Your answer is one number: the count of lines below that hold the word "unsafe".
━━━━━ Material to process ━━━━━
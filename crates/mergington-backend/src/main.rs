use std::sync::Arc;

use tokio::signal;

use mergington::errors::Report;
use mergington::log;

mod config;
mod error;
mod handlers;
mod routes;
mod seed;
mod services;

use config::Config;
use services::ActivityServiceInMemory;

/// Shared state handed to every request handler.
pub struct AppState {
    pub activities: ActivityServiceInMemory,
    pub started_at: chrono::DateTime<chrono::Utc>,
}

impl AppState {
    /// Fresh state with the seeded activity directory.
    pub fn new() -> Self {
        Self {
            activities: ActivityServiceInMemory::seeded(),
            started_at: chrono::Utc::now(),
        }
    }
}

#[tokio::main]
async fn main() -> Result<(), Report> {
    // Setup logging
    mergington::log::setup()?;

    let config = Config::from_env()?;

    // Setup the state and routes
    let state = Arc::new(AppState::new());
    log::info!(
        "Seeded {} activities with {} enrollments",
        state.activities.activity_count(),
        state.activities.enrollment_count()
    );
    let app = routes::setup_routes(state, &config.static_dir);

    // Setup the server
    let listener = tokio::net::TcpListener::bind(config.addr()).await?;
    log::info!("Starting server on http://{}", listener.local_addr()?);
    log::info!("Serving static files from {}", config.static_dir.display());
    log::info!("Press Ctrl+C to stop the server");

    // Start the server
    axum::serve(listener, app)
        .with_graceful_shutdown(shutdown_signal())
        .await?;

    log::info!("Shutting down server");

    Ok(())
}

/// Wait for a shutdown signal (Ctrl+C or SIGTERM)
async fn shutdown_signal() {
    let ctrl_c = async {
        if let Err(err) = signal::ctrl_c().await {
            log::error!("Failed to install Ctrl+C handler: {err}");
            std::future::pending::<()>().await;
        }
    };

    #[cfg(unix)]
    let terminate = async {
        match signal::unix::signal(signal::unix::SignalKind::terminate()) {
            Ok(mut sigterm) => {
                sigterm.recv().await;
            }
            Err(err) => {
                log::error!("Failed to install SIGTERM handler: {err}");
                std::future::pending::<()>().await;
            }
        }
    };

    #[cfg(not(unix))]
    let terminate = std::future::pending::<()>();

    tokio::select! {
        _ = ctrl_c => {},
        _ = terminate => {},
    }

    log::info!("Signal received, starting graceful shutdown");
}
use async_trait::async_trait;
use dashmap::DashMap;

use mergington::data::{Activity, ActivityDirectory};
use mergington::errors::ActivityError;
use mergington::id::{ActivityId, ParticipantId};

/// A trait for managing the activity directory and its rosters.
///
/// The set of activities is fixed once the service is built; only rosters
/// change. Implementations must make each signup and unregister atomic per
/// activity so that a participant can never be enrolled twice.
///
/// # Examples
///
/// ```rust
/// use mergington::id::ActivityId;
///
/// async fn example_usage<S: ActivityService>(service: &S) -> Result<(), S::Error> {
///     let chess: ActivityId = "Chess Club".into();
///
///     service.signup(&chess, "newstudent@mergington.edu".into()).await?;
///     service.unregister(&chess, &"newstudent@mergington.edu".into()).await?;
///
///     let directory = service.list().await?;
///     Ok(())
/// }
/// ```
#[async_trait]
pub trait ActivityService<Directory = ActivityDirectory> {
    /// The error type returned by operations on this service.
    type Error;

    /// Returns every activity keyed by name.
    async fn list(&self) -> Result<Directory, Self::Error>;

    /// Appends a participant to an activity's roster.
    ///
    /// # Errors
    ///
    /// Returns an error if the activity doesn't exist or the participant is
    /// already enrolled. The roster is unchanged in both cases.
    async fn signup(
        &self,
        activity_id: &ActivityId,
        participant_id: ParticipantId,
    ) -> Result<(), Self::Error>;

    /// Removes a participant from an activity's roster.
    ///
    /// # Errors
    ///
    /// Returns an error if the activity doesn't exist, or if it does but the
    /// participant is not enrolled. Unknown activities are reported first.
    async fn unregister(
        &self,
        activity_id: &ActivityId,
        participant_id: &ParticipantId,
    ) -> Result<(), Self::Error>;
}

/// An in-memory implementation of the `ActivityService` trait.
///
/// Activities live in a `DashMap`, so a roster mutation holds the write guard
/// for its entry for the whole check-then-modify step. Nothing is persisted;
/// a restart returns to the seed.
pub struct ActivityServiceInMemory {
    activities: DashMap<ActivityId, Activity>,
}

impl ActivityServiceInMemory {
    pub fn new<I>(activities: I) -> Self
    where
        I: IntoIterator<Item = (ActivityId, Activity)>,
    {
        Self {
            activities: activities.into_iter().collect(),
        }
    }

    /// Builds a directory containing the school's standard activities.
    pub fn seeded() -> Self {
        Self::new(crate::seed::activities())
    }

    pub fn activity_count(&self) -> usize {
        self.activities.len()
    }

    /// Total number of enrollments across all activities.
    pub fn enrollment_count(&self) -> usize {
        self.activities
            .iter()
            .map(|entry| entry.value().participants.len())
            .sum()
    }
}

#[async_trait]
impl ActivityService for ActivityServiceInMemory {
    type Error = ActivityError;

    async fn list(&self) -> Result<ActivityDirectory, Self::Error> {
        Ok(self
            .activities
            .iter()
            .map(|entry| (entry.key().clone(), entry.value().clone()))
            .collect())
    }

    async fn signup(
        &self,
        activity_id: &ActivityId,
        participant_id: ParticipantId,
    ) -> Result<(), Self::Error> {
        let mut activity = self
            .activities
            .get_mut(activity_id)
            .ok_or(ActivityError::ActivityNotFound)?;

        if activity.add_participant(participant_id) {
            Ok(())
        } else {
            Err(ActivityError::AlreadySignedUp)
        }
    }

    async fn unregister(
        &self,
        activity_id: &ActivityId,
        participant_id: &ParticipantId,
    ) -> Result<(), Self::Error> {
        let mut activity = self
            .activities
            .get_mut(activity_id)
            .ok_or(ActivityError::ActivityNotFound)?;

        if activity.remove_participant(participant_id) {
            Ok(())
        } else {
            Err(ActivityError::NotSignedUp)
        }
    }
}
pub use tracing::{debug, error, info, trace, warn};

use crate::errors::LogError;

/// Setup the logging system for the application.
/// This function will install the [`color_eyre`] error reporting system
/// and the [`tracing-subscriber`] logging system.
/// If `RUST_LIB_BACKTRACE` or `RUST_LOG` are unset they get sensible defaults,
/// with request tracing and the backend at `debug`.
pub fn setup() -> Result<(), LogError> {
    use tracing_subscriber::EnvFilter;

    // Get / set backtrace
    if std::env::var("RUST_LIB_BACKTRACE").is_err() {
        unsafe { std::env::set_var("RUST_LIB_BACKTRACE", "1") }
    }
    // Install color_eyre
    color_eyre::install().map_err(|e: color_eyre::Report| LogError::ColorEyre(e))?;

    // Get/set the log level
    if std::env::var("RUST_LOG").is_err() {
        unsafe {
            std::env::set_var(
                "RUST_LOG",
                "info,tower_http=debug,mergington_backend=debug",
            )
        }
    }
    // Setup tracing and tracing-subscriber
    tracing_subscriber::fmt::fmt()
        .with_env_filter(EnvFilter::from_default_env())
        .try_init()
        .map_err(LogError::TracingSubscriber)?;

    Ok(())
}
//! Mapping of request failures onto HTTP responses.

use axum::{
    Json,
    http::StatusCode,
    response::{IntoResponse, Response},
};
use axum_extra::extract::QueryRejection;

use mergington::data::{ErrorResponse, ValidationErrorResponse, ValidationIssue};
use mergington::errors::ActivityError;

#[derive(Debug, thiserror::Error)]
pub enum ApiError {
    #[error(transparent)]
    Activity(#[from] ActivityError),
    #[error("Missing required query parameter `{0}`")]
    MissingQueryParameter(&'static str),
    #[error(transparent)]
    InvalidQuery(#[from] QueryRejection),
}

impl ApiError {
    pub fn status(&self) -> StatusCode {
        match self {
            ApiError::Activity(ActivityError::ActivityNotFound) => StatusCode::NOT_FOUND,
            ApiError::Activity(ActivityError::AlreadySignedUp) => StatusCode::BAD_REQUEST,
            ApiError::Activity(ActivityError::NotSignedUp) => StatusCode::NOT_FOUND,
            ApiError::MissingQueryParameter(_) | ApiError::InvalidQuery(_) => {
                StatusCode::UNPROCESSABLE_ENTITY
            }
        }
    }
}

impl IntoResponse for ApiError {
    fn into_response(self) -> Response {
        let status = self.status();
        match self {
            ApiError::Activity(err) => (
                status,
                Json(ErrorResponse {
                    detail: err.to_string(),
                }),
            )
                .into_response(),
            ApiError::MissingQueryParameter(field) => (
                status,
                Json(ValidationErrorResponse {
                    detail: vec![ValidationIssue::missing("query", field)],
                }),
            )
                .into_response(),
            ApiError::InvalidQuery(rejection) => (
                status,
                Json(ValidationErrorResponse {
                    detail: vec![ValidationIssue::unparsable("query", rejection.body_text())],
                }),
            )
                .into_response(),
        }
    }
}

#[cfg(test)]
mod tests {
    use super::*;

    #[test]
    fn statuses() {
        assert_eq!(
            ApiError::from(ActivityError::ActivityNotFound).status(),
            StatusCode::NOT_FOUND
        );
        assert_eq!(
            ApiError::from(ActivityError::AlreadySignedUp).status(),
            StatusCode::BAD_REQUEST
        );
        assert_eq!(
            ApiError::from(ActivityError::NotSignedUp).status(),
            StatusCode::NOT_FOUND
        );
        assert_eq!(
            ApiError::MissingQueryParameter("email").status(),
            StatusCode::UNPROCESSABLE_ENTITY
        );
    }

    #[tokio::test]
    async fn unparsable_query_is_422_json() {
        use axum::http::{Uri, header};
        use axum_extra::extract::Query;
        use http_body_util::BodyExt;
        use mergington::serde_json::{self, Value};

        #[derive(Debug, mergington::serde::Deserialize)]
        #[serde(crate = "mergington::serde")]
        struct Numbered {
            #[allow(dead_code)]
            page: u32,
        }

        let uri: Uri = "/activities?page=first".parse().unwrap();
        let rejection = Query::<Numbered>::try_from_uri(&uri).unwrap_err();
        let response = ApiError::from(rejection).into_response();

        assert_eq!(response.status(), StatusCode::UNPROCESSABLE_ENTITY);
        assert_eq!(
            response.headers()[header::CONTENT_TYPE],
            "application/json"
        );

        let body = response.into_body().collect().await.unwrap().to_bytes();
        let body: Value = serde_json::from_slice(&body).unwrap();
        assert_eq!(body["detail"][0]["type"], "parsing");
        assert_eq!(body["detail"][0]["loc"], serde_json::json!(["query"]));
        assert!(body["detail"][0]["msg"].as_str().unwrap().contains("query string"));
    }
}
━━━━━
Answer for the task: 2